It’s now official. I’m announcing the beginning of convergence backlash. There will be no convergence. There will be no 500-channel future. There will be no US$3 trillion mother of all industries. There will be no virtual sex. There will be no infobahn. None of it – at least not the way you’ve been reading about it.

Sure the technologies are real. Digital compression and digi-tal phone lines are real. Those 100-MIPS micros are real. Multimedia and high-speed networks are real. In fact, the technology is so real that it’s almost obvious. Unfortunately, the businesses to exploit these technologies are anything but obvious.

The item itself is more about the topological and technological realities of cable vs. POTS as a method of driving bandwidth into the home, and it was more or less accurate in 1994. What’s weird is that it’s still accurate today — Telus still isn’t in the business of providing video on demand, and Shaw isn’t really in the business of providing dial tone (notwithstanding recent forays into that particular biz-ness*). While both are manifestly in the business of providing ridiculously cheap loss-leading consumer-grade bandwidth, the convergence we all expected to happen hasn’t happened yet. And it’s a decade later! Moreover, there’s no sign it’s going to happen anytime soon; I think most people have figured that out. Every time I hear someone talk about VoD or streaming HDTV or whatever delivered over broadband, and about how the technology to make this work is “just around the corner,” I think to myself: It was just around the corner in 1994, in 1997, in 2001…

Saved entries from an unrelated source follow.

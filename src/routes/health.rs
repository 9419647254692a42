//! Health check endpoint for container orchestration.
//!
//! A liveness probe only: it returns 200 OK whenever the process can answer
//! HTTP and does not consult the store.

pub async fn health() -> &'static str {
    "ok"
}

(We did up with the 200+ channel universe, but what no one had predicted was that most of those 200 channels would suck. Hard.)

Apparently, “turning the corner” means the same thing for fans of convergence as it does for fans of questionable foreign policy adventures. And you plan to have that insurgency under control when, precisely? Right around the time the OC-192 lands on my doorstep, and doesn’t cost more than $80/month. Got it. I’ll get right on holding my breath. And really, how reliable is your Internet connection? Mine’s pretty good, but I freely admit that while Shaw periodically goes down on me (on average, once or twice a month that I notice, for fairly long periods (like, more than 2 hours)), I’ve yet to pick up my phone and not get a dial tone**. Ever. I mean, in my entire life. I’m not saying it doesn’t happen, because I know it does, but really, when was the last time your landline phone didn’t work?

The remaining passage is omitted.